Exon structure conservation despite low sequence similarity: a relic of dramatic events in evolution?


The evolutionary significance of introns remains a mystery. The current availability of several complete eukaryotic genomes permits new studies to probe the possible function of these peculiar genomic features. Here we investigate the degree to which gene structure (intron position, phase and length) is conserved between homologous protein domains. We find that for certain extracellular-signalling and nuclear domains, gene structures are similar even when pro tein sequence similarity is low or not significant and sequences can only be aligned with a knowledge of protein tertiary structure. In contrast, other domains, including most intracellular signalling modules, show little gene structure conservation. Intriguingly, many domains with conserved gene structures, such as cytokines, are involved in similar biological processes, such as the immune response. This suggests that gene structure conservation may be a record of key events in evolution, such as the origin of the vertebrate immune system or the duplication of nuclear receptors in nematodes. The results suggest ways to detect new and potentially very remote homologues, and to construct phylogenies for proteins with limited sequence similarity.

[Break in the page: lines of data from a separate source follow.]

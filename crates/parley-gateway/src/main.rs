use std::io::ErrorKind;
use std::net::SocketAddr;

use parley_gateway::{
    connect_database, router, spawn_signal_purge, ws_signaling_url_for_bound_addr, AppState,
    GatewayConfig,
};
use tokio::net::TcpListener;
use tracing_subscriber::{layer::SubscriberExt, util::SubscriberInitExt};

#[tokio::main]
async fn main() -> anyhow::Result<()> {
    tracing_subscriber::registry()
        .with(tracing_subscriber::EnvFilter::new(
            std::env::var("RUST_LOG")
                .unwrap_or_else(|_| "parley_gateway=info,tower_http=info".into()),
        ))
        .with(tracing_subscriber::fmt::layer())
        .init();

    dotenv::dotenv().ok();

    let config = GatewayConfig::from_env();
    let pool = connect_database(&config.database_url).await?;
    tracing::info!("connected to gateway database");

    spawn_signal_purge(pool.clone(), config.signal_retention, config.purge_interval);

    let addr: SocketAddr = config.bind_addr.parse()?;
    config.check_public_bind_allowed(addr)?;

    let app = router(AppState::new(pool, config));

    let listener = match TcpListener::bind(addr).await {
        Ok(listener) => listener,
        Err(err) if err.kind() == ErrorKind::AddrInUse => {
            let fallback_addr = SocketAddr::new(addr.ip(), 0);
            tracing::warn!(
                "gateway bind {} is already in use, falling back to {}",
                addr,
                fallback_addr
            );
            TcpListener::bind(fallback_addr).await?
        }
        Err(err) => return Err(err.into()),
    };
    let bound_addr = listener.local_addr()?;
    tracing::info!("gateway listening on {}", bound_addr);
    tracing::info!(
        "gateway signaling url {}",
        ws_signaling_url_for_bound_addr(bound_addr)
    );

    axum::serve(
        listener,
        app.into_make_service_with_connect_info::<SocketAddr>(),
    )
    .await?;

    Ok(())
}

Keywords: evolution/exon/immune system/intron/protein structure


A major feature of eukaryotic genomes is that the DNA coding for proteins is frequently interrupted by introns. Splicing machinery in cells removes introns from mRNA (thus joining together exons) before it is translated into protein. Why organisms have evolved such a seemingly convoluted system for transmitting information between the nucleus and the rest of the cell has been the subject of much debate during the past three decades. Most theories, including the ‘introns-early’ (Gilbert, 1986) and ‘introns-late’ (Orgel and Crick, 1980; Cavalier-Smith, 1985; Sharp, 1985; Stoltzfus et al., 1994) theories, argue for a role of exon shuffling in the evolution of proteins. For example, studies of intron positions within modular extracellular proteins have suggested that exon shuffling played a key role in the evolution of complex multi-domain proteins first used for cell–cell communication within multicellular animals (Patthy, 1994, 1999). However, until recently the relative paucity of genomic sequence information meant that most studies were limited to a handful of protein families.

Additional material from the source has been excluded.